In 1984, Neeleman interviewed for a job with an ambitious Salt Lake City travel agent named June Morris. He was a college dropout and most recently had failed to get a travel agency of his own off the ground. Still, plainspoken Morris was drawn to the 24-year-old effervescing with ideas, hiring him to help thriving Morris Travel expand its leisure-travel arm. "When he walked into a room, the energy level went up," Morris recalls.
It wasn't long before Neeleman had sold Morris on the idea of starting a charter airline: Morris's operation would buy seats in bulk on charters to Hawaii and Mexico, then fill them by offering discount packages. The gamble paid off: The charter business was soon spun off into a more traditional low-cost airline, and by 1993, Morris Air was a highly respected low-cost competitor to Southwest, serving 22 cities, from Spokane to Atlanta. Neeleman's penchant for technological innovation quickly became apparent: In 1993, he introduced electronic ticketing to the airline industry.
Like Southwest before it, Morris Air successfully targeted the baseball-capped Wal-Mart demographic that rarely flew anywhere but could be lured off a Greyhound if the price was right. Morris Air filled planes to a much greater capacity than most airlines and cut costs everywhere possible -- issuing reusable plastic boarding passes, for example.

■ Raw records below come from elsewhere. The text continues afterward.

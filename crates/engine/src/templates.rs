//! Auto-order template management.
//!
//! Writes lock the owning user's row so two concurrent template writes for
//! the same user cannot both pass the wildcard/weekday conflict check.

use serde_json::json;
use bento_core::audit::{actions, tables};
use bento_core::auto_order::check_template_conflict;
use bento_core::error::CoreError;
use bento_core::ordering::validate_quantity;
use bento_core::principal::ActingPrincipal;
use bento_core::types::DbId;
use bento_db::models::auto_order::{AutoOrderTemplate, TemplateInput};
use bento_db::repositories::{MenuItemRepo, TemplateRepo, UserRepo};
use sqlx::PgConnection;

use crate::context::EngineContext;
use crate::error::{map_unique, EngineResult};

#[derive(Clone)]
pub struct TemplateService {
    ctx: EngineContext,
}

impl TemplateService {
    pub fn new(ctx: EngineContext) -> Self {
        Self { ctx }
    }

    /// Templates of `user_id`, or of the caller when `None`.
    pub async fn list(
        &self,
        principal: &ActingPrincipal,
        user_id: Option<DbId>,
    ) -> EngineResult<Vec<AutoOrderTemplate>> {
        let owner = target_user(principal, user_id)?;
        principal.require_owner_or_admin(owner)?;
        Ok(TemplateRepo::list_for_user(&self.ctx.pool, owner).await?)
    }

    pub async fn create(
        &self,
        principal: &ActingPrincipal,
        input: &TemplateInput,
    ) -> EngineResult<AutoOrderTemplate> {
        validate_quantity(input.quantity)?;
        let owner = target_user(principal, input.user_id)?;
        principal.require_owner_or_admin(owner)?;

        let mut tx = self.ctx.pool.begin().await?;
        lock_owner(&mut tx, owner).await?;
        ensure_menu_item(&mut tx, input.menu_item_id).await?;

        let existing: Vec<_> = TemplateRepo::list_for_user(&mut *tx, owner)
            .await?
            .iter()
            .map(AutoOrderTemplate::slot)
            .collect();
        check_template_conflict(&existing, None, input.day_of_week)?;

        let template = TemplateRepo::create(
            &mut *tx,
            owner,
            input.menu_item_id,
            input.quantity,
            input.day_of_week,
        )
        .await
        .map_err(|e| map_unique(e, template_conflict))?;
        tx.commit().await?;

        self.audit(principal, actions::TEMPLATE_CREATE, &template);
        Ok(template)
    }

    pub async fn update(
        &self,
        principal: &ActingPrincipal,
        template_id: DbId,
        input: &TemplateInput,
    ) -> EngineResult<AutoOrderTemplate> {
        validate_quantity(input.quantity)?;

        let mut tx = self.ctx.pool.begin().await?;
        let current = TemplateRepo::find_by_id(&mut *tx, template_id)
            .await?
            .ok_or(template_not_found(template_id))?;
        principal.require_owner_or_admin(current.user_id)?;
        lock_owner(&mut tx, current.user_id).await?;
        ensure_menu_item(&mut tx, input.menu_item_id).await?;

        let existing: Vec<_> = TemplateRepo::list_for_user(&mut *tx, current.user_id)
            .await?
            .iter()
            .map(AutoOrderTemplate::slot)
            .collect();
        check_template_conflict(&existing, Some(template_id), input.day_of_week)?;

        let template = TemplateRepo::update(
            &mut *tx,
            template_id,
            input.menu_item_id,
            input.quantity,
            input.day_of_week,
        )
        .await
        .map_err(|e| map_unique(e, template_conflict))?;
        tx.commit().await?;

        self.audit(principal, actions::TEMPLATE_UPDATE, &template);
        Ok(template)
    }

    pub async fn delete(&self, principal: &ActingPrincipal, template_id: DbId) -> EngineResult<()> {
        let current = TemplateRepo::find_by_id(&self.ctx.pool, template_id)
            .await?
            .ok_or(template_not_found(template_id))?;
        principal.require_owner_or_admin(current.user_id)?;

        if !TemplateRepo::delete(&self.ctx.pool, template_id).await? {
            return Err(template_not_found(template_id).into());
        }
        self.audit(principal, actions::TEMPLATE_DELETE, &current);
        Ok(())
    }

    fn audit(&self, principal: &ActingPrincipal, action: &str, template: &AutoOrderTemplate) {
        self.ctx.audit(
            principal,
            action,
            tables::AUTO_ORDER_TEMPLATES,
            Some(template.id),
            json!({
                "user_id": template.user_id,
                "menu_item_id": template.menu_item_id,
                "quantity": template.quantity,
                "day_of_week": template.day_of_week,
            }),
        );
    }
}

fn target_user(principal: &ActingPrincipal, user_id: Option<DbId>) -> Result<DbId, CoreError> {
    user_id
        .or(principal.actor_id)
        .ok_or_else(|| CoreError::Validation("user_id is required".into()))
}

async fn lock_owner(conn: &mut PgConnection, user_id: DbId) -> EngineResult<()> {
    UserRepo::lock_for_update(conn, user_id)
        .await?
        .ok_or(CoreError::NotFound {
            entity: "User",
            id: user_id,
        })?;
    Ok(())
}

async fn ensure_menu_item(conn: &mut PgConnection, menu_item_id: DbId) -> EngineResult<()> {
    MenuItemRepo::find_by_id(conn, menu_item_id)
        .await?
        .ok_or(CoreError::NotFound {
            entity: "MenuItem",
            id: menu_item_id,
        })?;
    Ok(())
}

fn template_not_found(id: DbId) -> CoreError {
    CoreError::NotFound {
        entity: "AutoOrderTemplate",
        id,
    }
}

fn template_conflict(constraint: &str) -> Option<CoreError> {
    constraint
        .starts_with("uq_auto_order_templates")
        .then(|| CoreError::Conflict("A template for this weekday already exists".into()))
}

There was much cause for celebration during those Cinderella years. "Whenever we had a bit of good news, David would jump up and touch the ceiling," recalls Morris, now retired. "In fact, I've always told him I was going to blackmail him one day about this: We hired a ballet instructor to teach David and three other executives a dance from Swan Lake to perform at the office Christmas party one year." Neeleman happily threw on a tutu. "He was very enthusiastic, jumping and doing his pirouettes -- he could really do those dances," Morris says, laughing.